It’s no “wonder” Machu Picchu (Peru) was voted one of the New Seven Wonders of the World, as announced in July 2007 in Lisbon, Portugal. The other 6 destinations that made the list include: Chichen Itza (Mexico), Christ the Redeemer (Brasil), Colosseum (Italy), The Great Wall of China (China), Petra (Jordan), and Taj Mahal (India).
A Short History of Machu Picchu
Built in approximately 1450-1470 by the Incan Emperor Pachacútec, Machu Picchu means “old mountain” or “old peak” in Quechua, the South American Indigenous language of the Inca Empire. Machu Picchu is located in southern Peru, halfway up the Andes Plateau and is 2,350 metres above sea level. It is found deep within the Amazon jungle, above plains of the Urubamba River, and is located just north west of the city of Cusco. It is theorized that Maccu Picchu’s location amongst the mountains was thought to be sacred because of its alignment with astronomical events.
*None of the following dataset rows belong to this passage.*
//! Countdown-driven obstacle spawner
//!
//! The countdown drops by one per tick and never goes below zero. Once it
//! reaches zero the spawner hands out one obstacle per call until it has
//! produced `max_count` of them.

use glam::Vec2;
use rand::{Rng, SeedableRng};
use rand_pcg::Pcg32;

use super::entity::Entity;
use crate::settings::{ObstacleSettings, SpawnPolicy, SpawnerSettings};

#[derive(Debug, Clone)]
pub struct Spawner {
    countdown: u32,
    max_count: u32,
    spawned: u32,
    policy: SpawnPolicy,
    obstacle: ObstacleSettings,
    /// Arena half width and half height
    half_extents: Vec2,
    rng: Pcg32,
}

/// Make a policy safe to sample from, whether or not its settings were validated
fn sanitize_policy(policy: &SpawnPolicy) -> SpawnPolicy {
    let SpawnPolicy::Scattered {
        seed,
        heading_jitter,
        min_speed,
        max_speed,
    } = *policy
    else {
        return policy.clone();
    };

    let finite = |speed: f32| {
        if speed.is_finite() {
            speed
        } else {
            log::warn!("Non-finite spawn speed {speed}, using 0");
            0.0
        }
    };
    let (mut min_speed, mut max_speed) = (finite(min_speed), finite(max_speed));
    if min_speed > max_speed {
        log::warn!("Spawn speed range {min_speed}..={max_speed} is inverted, swapping bounds");
        std::mem::swap(&mut min_speed, &mut max_speed);
    }

    SpawnPolicy::Scattered {
        seed,
        heading_jitter,
        min_speed,
        max_speed,
    }
}

impl Spawner {
    pub fn new(settings: &SpawnerSettings, obstacle: &ObstacleSettings, half_extents: Vec2) -> Self {
        let seed = match settings.policy {
            SpawnPolicy::Scattered { seed, .. } => seed,
            SpawnPolicy::Fixed { .. } => 0,
        };
        Self {
            countdown: settings.countdown,
            max_count: settings.max_count,
            spawned: 0,
            policy: sanitize_policy(&settings.policy),
            obstacle: obstacle.clone(),
            half_extents,
            rng: Pcg32::seed_from_u64(seed),
        }
    }

    /// Ticks left before spawning may start
    pub fn countdown(&self) -> u32 {
        self.countdown
    }

    /// Obstacles produced so far
    pub fn spawned(&self) -> u32 {
        self.spawned
    }

    pub fn max_count(&self) -> u32 {
        self.max_count
    }

    /// True once the cap has been reached
    pub fn is_exhausted(&self) -> bool {
        self.spawned >= self.max_count
    }

    /// Advance the countdown by one tick
    pub fn process(&mut self) {
        self.countdown = self.countdown.saturating_sub(1);
    }

    /// A new obstacle if the countdown has expired and the cap allows it
    pub fn get_new(&mut self) -> Option<Entity> {
        if self.countdown > 0 || self.is_exhausted() {
            return None;
        }

        let left_edge = -self.half_extents.x;
        let (position, heading, speed) = match self.policy {
            SpawnPolicy::Fixed { heading, speed } => (Vec2::new(left_edge, 0.0), heading, speed),
            SpawnPolicy::Scattered {
                heading_jitter,
                min_speed,
                max_speed,
                ..
            } => {
                // Keep the whole shape inside the top and bottom edges
                let radius = self
                    .obstacle
                    .vertices
                    .iter()
                    .map(|v| v.length())
                    .fold(0.0_f32, f32::max);
                let span = (self.half_extents.y - radius).max(0.0);
                let y = if span > 0.0 {
                    self.rng.random_range(-span..span)
                } else {
                    0.0
                };
                let jitter = heading_jitter.min(180) as i32;
                let heading = self.rng.random_range(-jitter..=jitter);
                let speed = self.rng.random_range(min_speed..=max_speed);
                (Vec2::new(left_edge, y), heading, speed)
            }
        };

        self.spawned += 1;
        log::info!(
            "Spawning obstacle {}/{} at ({:.1}, {:.1}) heading {} speed {:.1}",
            self.spawned,
            self.max_count,
            position.x,
            position.y,
            heading,
            speed
        );
        Some(Entity::obstacle(position, heading, speed, &self.obstacle))
    }
}
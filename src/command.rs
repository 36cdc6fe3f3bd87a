// src/command.rs

//! Parsed command values.

use crate::errors::{OutmuxError, Result};

/// Longest identifier shown in lifecycle messages before truncation.
const IDENTIFIER_MAX: usize = 60;

/// One requested external program plus its arguments, parsed from a single
/// whitespace-separated input string. Immutable after creation.
#[derive(Debug, Clone, PartialEq, Eq)]
pub struct Command {
    pub program: String,
    pub args: Vec<String>,
}

impl Command {
    /// Split `input` on whitespace into an executable and its arguments.
    ///
    /// A blank string is a configuration error; `position` is the command's
    /// index in the invocation and only appears in the error message.
    pub fn parse(input: &str, position: usize) -> Result<Self> {
        let mut fields = input.split_whitespace().map(str::to_string);
        let program = fields
            .next()
            .ok_or(OutmuxError::EmptyCommand(position))?;
        Ok(Self {
            program,
            args: fields.collect(),
        })
    }

    /// Display identifier: the space-joined argument vector, truncated to
    /// [`IDENTIFIER_MAX`] characters with a trailing ellipsis when longer.
    pub fn identifier(&self) -> String {
        let full = if self.args.is_empty() {
            self.program.clone()
        } else {
            format!("{} {}", self.program, self.args.join(" "))
        };
        if full.chars().count() <= IDENTIFIER_MAX {
            full
        } else {
            let head: String = full.chars().take(IDENTIFIER_MAX).collect();
            format!("{head}...")
        }
    }
}
// src/mux.rs

//! Global multiplexer.
//!
//! Spawns one aggregator per command and fans every per-process sequence
//! into a single mpsc channel. Each aggregator task owns a clone of the
//! fan-in sender for its whole lifetime, so the channel closes exactly
//! once: when the last aggregator has both exhausted its output and reaped
//! its child. No shared counter, no explicit close.

use tokio::sync::mpsc;
use tokio::task::JoinSet;
use tracing::info;

use crate::command::Command;
use crate::errors::{OutmuxError, Result};
use crate::exec;
use crate::message::Message;

/// Capacity 1 keeps the hand-off close to a rendezvous: a slow consumer
/// stalls every producer.
const CHANNEL_CAPACITY: usize = 1;

/// Parse and validate the raw command strings.
///
/// Fewer than two commands, or a blank command string, is a configuration
/// error; nothing is spawned in that case.
pub fn parse_commands(inputs: &[String]) -> Result<Vec<Command>> {
    if inputs.len() < 2 {
        return Err(OutmuxError::TooFewCommands);
    }
    inputs
        .iter()
        .enumerate()
        .map(|(position, input)| Command::parse(input, position))
        .collect()
}

/// Spawn one aggregator per command and return the fan-in receiver together
/// with the set of aggregator tasks.
///
/// No ordering is guaranteed between messages of different processes; lines
/// from a single pipe keep their relative order.
pub fn spawn_aggregators(
    commands: Vec<Command>,
) -> (mpsc::Receiver<Message>, JoinSet<Result<()>>) {
    let (tx, rx) = mpsc::channel::<Message>(CHANNEL_CAPACITY);

    let mut aggregators = JoinSet::new();
    for (id, command) in commands.into_iter().enumerate() {
        aggregators.spawn(exec::run_process(command, id, tx.clone()));
    }

    // The only senders left are the ones held by the aggregators; the
    // channel closes when the last of them finishes.
    drop(tx);

    (rx, aggregators)
}

/// Wait for every aggregator, surfacing the first fatal launch error.
///
/// Dropping the set on that error path aborts the remaining aggregators;
/// their children are killed on drop.
pub async fn join_aggregators(mut aggregators: JoinSet<Result<()>>) -> Result<()> {
    while let Some(joined) = aggregators.join_next().await {
        joined.map_err(anyhow::Error::new)??;
    }
    info!("all processes finished");
    Ok(())
}
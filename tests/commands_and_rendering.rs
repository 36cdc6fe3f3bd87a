// tests/commands_and_rendering.rs

use std::error::Error;

use outmux::command::Command;
use outmux::errors::OutmuxError;
use outmux::exec::reader::strip_colors;
use outmux::message::{Destination, Message};
use outmux::mux;

type TestResult = Result<(), Box<dyn Error>>;

#[test]
fn command_parse_splits_on_whitespace() -> TestResult {
    let cmd = Command::parse("cargo  test --workspace", 0)?;
    assert_eq!(cmd.program, "cargo");
    assert_eq!(cmd.args, vec!["test", "--workspace"]);
    Ok(())
}

#[test]
fn blank_command_is_a_configuration_error() {
    let err = Command::parse("   ", 1).unwrap_err();
    assert!(matches!(err, OutmuxError::EmptyCommand(1)));
}

#[test]
fn identifier_joins_program_and_args() -> TestResult {
    let cmd = Command::parse("echo hello world", 0)?;
    assert_eq!(cmd.identifier(), "echo hello world");
    Ok(())
}

#[test]
fn identifier_truncates_past_sixty_chars() -> TestResult {
    let long = format!("echo {}", "x".repeat(80));
    let cmd = Command::parse(&long, 0)?;
    let id = cmd.identifier();
    assert_eq!(id.chars().count(), 63);
    assert!(id.ends_with("..."));
    assert!(id.starts_with("echo xxxx"));
    Ok(())
}

#[test]
fn fewer_than_two_commands_is_rejected_before_spawning() {
    let none: Vec<String> = vec![];
    assert!(matches!(
        mux::parse_commands(&none),
        Err(OutmuxError::TooFewCommands)
    ));

    let one = vec!["echo lonely".to_string()];
    assert!(matches!(
        mux::parse_commands(&one),
        Err(OutmuxError::TooFewCommands)
    ));
}

#[test]
fn colorized_render_rotates_through_six_colors() {
    let msg = |sender| Message::new("hello", sender, Destination::Stdout);

    assert_eq!(msg(0).render(true), "\x1b[31mhello\x1b[0m");
    assert_eq!(msg(5).render(true), "\x1b[36mhello\x1b[0m");
    // Ids past the palette wrap around.
    assert_eq!(msg(6).render(true), "\x1b[31mhello\x1b[0m");
    assert_eq!(msg(7).render(true), "\x1b[32mhello\x1b[0m");
}

#[test]
fn plain_render_is_the_bare_content() {
    let msg = Message::new("hello", 3, Destination::Stderr);
    assert_eq!(msg.render(false), "hello");
}

#[test]
fn strip_colors_removes_embedded_escapes() {
    assert_eq!(strip_colors("\x1b[31mred\x1b[0m plain"), "red plain");
    assert_eq!(strip_colors("\x1b[1;32mbold green\x1b[0m"), "bold green");
    assert_eq!(strip_colors("no escapes here"), "no escapes here");
}
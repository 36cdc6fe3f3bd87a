// src/message.rs

//! Messages flowing through the merge pipeline.

/// Which of the tool's own output streams a message is written to.
///
/// Lines read from a child's stdout keep `Stdout`, lines from its stderr
/// keep `Stderr`; lifecycle announcements are always `Stdout`.
#[derive(Debug, Clone, Copy, PartialEq, Eq, Hash)]
pub enum Destination {
    Stdout,
    Stderr,
}

/// One tagged, destination-routed line of text.
///
/// `sender` is the dense 0-based id of the originating process, stable for
/// the run; the sink uses it to pick a color.
#[derive(Debug, Clone, PartialEq, Eq)]
pub struct Message {
    pub content: String,
    pub sender: usize,
    pub destination: Destination,
}

/// Six rotating foreground colors (ANSI 31..=36), reused cyclically.
const NUM_COLORS: usize = 6;

impl Message {
    pub fn new(content: impl Into<String>, sender: usize, destination: Destination) -> Self {
        Self {
            content: content.into(),
            sender,
            destination,
        }
    }

    /// Render the line for output. With `colorize`, wraps the content in one
    /// of six rotating foreground colors chosen by sender id, plus a reset.
    pub fn render(&self, colorize: bool) -> String {
        if colorize {
            format!(
                "\x1b[3{}m{}\x1b[0m",
                (self.sender % NUM_COLORS) + 1,
                self.content
            )
        } else {
            self.content.clone()
        }
    }
}
// src/sink.rs

//! Output sink.
//!
//! Drains the fan-in channel and writes each message to the tool's stdout
//! or stderr, colorized when that stream is an interactive terminal.

use std::io::{self, IsTerminal, Write};
use std::sync::OnceLock;

use tokio::sync::mpsc;

use crate::errors::Result;
use crate::message::{Destination, Message};

/// Whether `destination` is attached to an interactive terminal.
///
/// Probed once per destination and cached; repeated calls never reach the
/// OS again.
pub fn is_terminal(destination: Destination) -> bool {
    static STDOUT_TTY: OnceLock<bool> = OnceLock::new();
    static STDERR_TTY: OnceLock<bool> = OnceLock::new();

    match destination {
        Destination::Stdout => *STDOUT_TTY.get_or_init(|| io::stdout().is_terminal()),
        Destination::Stderr => *STDERR_TTY.get_or_init(|| io::stderr().is_terminal()),
    }
}

/// Drain `merged` until every producer is gone, writing each message to its
/// destination. Terminates exactly when the channel closes.
pub async fn drain(mut merged: mpsc::Receiver<Message>) -> Result<()> {
    while let Some(message) = merged.recv().await {
        write_message(&message)?;
    }
    Ok(())
}

fn write_message(message: &Message) -> Result<()> {
    let rendered = message.render(is_terminal(message.destination));
    match message.destination {
        Destination::Stdout => writeln!(io::stdout().lock(), "{rendered}")?,
        Destination::Stderr => writeln!(io::stderr().lock(), "{rendered}")?,
    }
    Ok(())
}
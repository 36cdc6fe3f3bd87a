// src/exec/reader.rs

//! Line-oriented pipe reader with color stripping.

use std::sync::OnceLock;

use regex::Regex;
use tokio::io::{AsyncBufReadExt, AsyncRead, BufReader};
use tokio::sync::mpsc;
use tracing::trace;

use crate::message::{Destination, Message};

fn color_codes() -> &'static Regex {
    static RE: OnceLock<Regex> = OnceLock::new();
    RE.get_or_init(|| Regex::new("\x1b\\[[^m]*m").expect("valid color pattern"))
}

/// Strip embedded terminal color escapes from one line.
///
/// A child whose own output is already colorized would otherwise corrupt
/// the recoloring applied by the sink.
pub fn strip_colors(line: &str) -> String {
    color_codes().replace_all(line, "").into_owned()
}

/// Forward every line of `pipe` into `merged`, tagged with `sender` and
/// `destination`, as soon as it is scanned.
///
/// Read errors are treated the same as end-of-stream: the sequence simply
/// ends. Returns when the pipe is exhausted or the receiving side is gone.
pub async fn read_pipe<R>(
    pipe: R,
    destination: Destination,
    sender: usize,
    merged: mpsc::Sender<Message>,
) where
    R: AsyncRead + Unpin,
{
    let mut lines = BufReader::new(pipe).lines();
    while let Ok(Some(line)) = lines.next_line().await {
        let msg = Message::new(strip_colors(&line), sender, destination);
        if merged.send(msg).await.is_err() {
            trace!(sender, "merge channel gone; dropping remaining output");
            return;
        }
    }
}
// src/exec/aggregator.rs

use std::process::Stdio;

use tokio::sync::mpsc;
use tracing::{debug, info};

use crate::command::Command;
use crate::errors::{OutmuxError, Result};
use crate::exec::reader;
use crate::message::{Destination, Message};

/// Own the full lifecycle of one child process.
///
/// Connects both pipes, spawns the child, announces the start, runs one
/// reader per pipe concurrently until both are exhausted, then reaps the
/// child and emits exactly one exit summary.
///
/// Pipe or spawn failures are fatal to the whole run and propagate as
/// `Err`; a child that exits nonzero or dies to a signal is recovered
/// locally and surfaced only as a lifecycle message.
pub async fn run_process(
    command: Command,
    id: usize,
    merged: mpsc::Sender<Message>,
) -> Result<()> {
    let identifier = command.identifier();

    let mut child = tokio::process::Command::new(&command.program)
        .args(&command.args)
        .stdout(Stdio::piped())
        .stderr(Stdio::piped())
        .kill_on_drop(true)
        .spawn()
        .map_err(|source| OutmuxError::Spawn {
            id: identifier.clone(),
            source,
        })?;

    let stdout = child.stdout.take().ok_or(OutmuxError::PipeMissing {
        stream: "stdout",
        id: identifier.clone(),
    })?;
    let stderr = child.stderr.take().ok_or(OutmuxError::PipeMissing {
        stream: "stderr",
        id: identifier.clone(),
    })?;

    let pid = child.id().unwrap_or(0);
    info!(id, identifier = %identifier, pid, "process started");

    // Announced before the readers start, so the start line always precedes
    // any output line of this process.
    send_lifecycle(&merged, format!("Started '{identifier}' ({pid})"), id).await;

    // The two pipes are read independently; no ordering is imposed between
    // a stdout line and a stderr line, only within each pipe.
    let out_reader = tokio::spawn(reader::read_pipe(
        stdout,
        Destination::Stdout,
        id,
        merged.clone(),
    ));
    let err_reader = tokio::spawn(reader::read_pipe(
        stderr,
        Destination::Stderr,
        id,
        merged.clone(),
    ));
    let _ = out_reader.await;
    let _ = err_reader.await;

    let summary = match child.wait().await {
        Ok(status) if status.success() => {
            format!("Process '{identifier}' ({pid}) exited successfully")
        }
        Ok(status) => match status.code() {
            Some(code) => {
                format!("Process '{identifier}' ({pid}) exited with status {code}")
            }
            // No exit code means the child was killed by a signal.
            None => {
                format!("Process '{identifier}' ({pid}) exited abnormally. Details: {status}")
            }
        },
        Err(err) => {
            format!("Process '{identifier}' ({pid}) exited abnormally. Details: {err}")
        }
    };

    debug!(id, pid, "process reaped");
    send_lifecycle(&merged, summary, id).await;

    Ok(())
}

/// Lifecycle announcements always go to the tool's stdout, whichever stream
/// the child's own output used.
async fn send_lifecycle(merged: &mpsc::Sender<Message>, content: String, id: usize) {
    let _ = merged.send(Message::new(content, id, Destination::Stdout)).await;
}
A true “city in the clouds,” Machu Picchu is a symbol of the Incan Empire prior to the Spanish conquest of the Inca Empire and its lands. Only 100 years after it was built, the ancient Incan city was abandoned, most likely due to an outbreak of smallpox. In the early 16th century, the Spanish conquered the Incan Empire but never found Machu Picchu. Thus, it was forgotten but preserved from damage during the conquest.
Rediscovery of Machu Picchu
In 1911, American historian and archaeologist Hiram Bingham from Yale University rediscovered Machu Picchu and it became known as “The Lost City of the Incas.” Bingham is also thought to have been one possible origin of the character “Indiana Jones.”
In 1983, Machu Picchu was declared a World Heritage Site by UNESCO (United Nations Educational, Scientific, and Cultural Organization), It was called “an absolute masterpiece of architecture and a unique testimony to the Inca civilization.” Its architecture boasts of a classic Incan architectural style, with polished dry-stone walls made of blocks of stone. The stones were cut so precisely that they would fit together in such a way that no mortar would be used and even a knife’s edge could not fit between the blocks. Machu Picchu’s three primary archaeological treasures include the Intihuatana, the Temple of the Sun and the Room of the Three Windows.
Today’s Machu Picchu
Machu Picchu is the most popular tourist site in Peru and also brings in a great deal of revenue. However, in the past 20 years, it has also been drawing in a great deal of commercial interest. Many people including historic, cultural, and ecological preservation groups have become concerned that this archaeological site is being endangered by tourists and commercial development interests: trains, hotels, helicopters, and etc.
Peru’s Geological Institute has suggested that closing down the site for 2 days a week, or limiting the number of visitors to Machu Picchu, would help to preserve the site. The government has not yet reached a conclusion, but has felt the concerns as “alarmist” thu far. In September 2007, an agreement was made between Peru and Yale University, that the ancient artifacts that were first removed by Bingham would be returned to Peruvian soil.
In 1993, author James Redfield wrote a novel called The Celestine Prophecy. The fictional novel incorporated themes of new age and spirituality. The main character journeys to Peru to learn and gain knowledge on insights that were recorded in an ancient Peruvian manuscript, left behind by an indigenous culture even prior to the Inca people. Redfield’s book helped to popularize travel to Peru and Machu Picchu, and it’s highly likely you won’t be able to visit Peru or Machu Picchu today without its mention.
If you are considering a visit to Machu Picchu by bus/train or trekking there through the Inca Trail, be sure to check on whether they are open and accessible to tourists at that time. It’s also a good idea to book as early as possible, especially for multiple day treks – and be sure to read up on the rules and guidelines for travelling on the Trial and visiting Machu Picchu.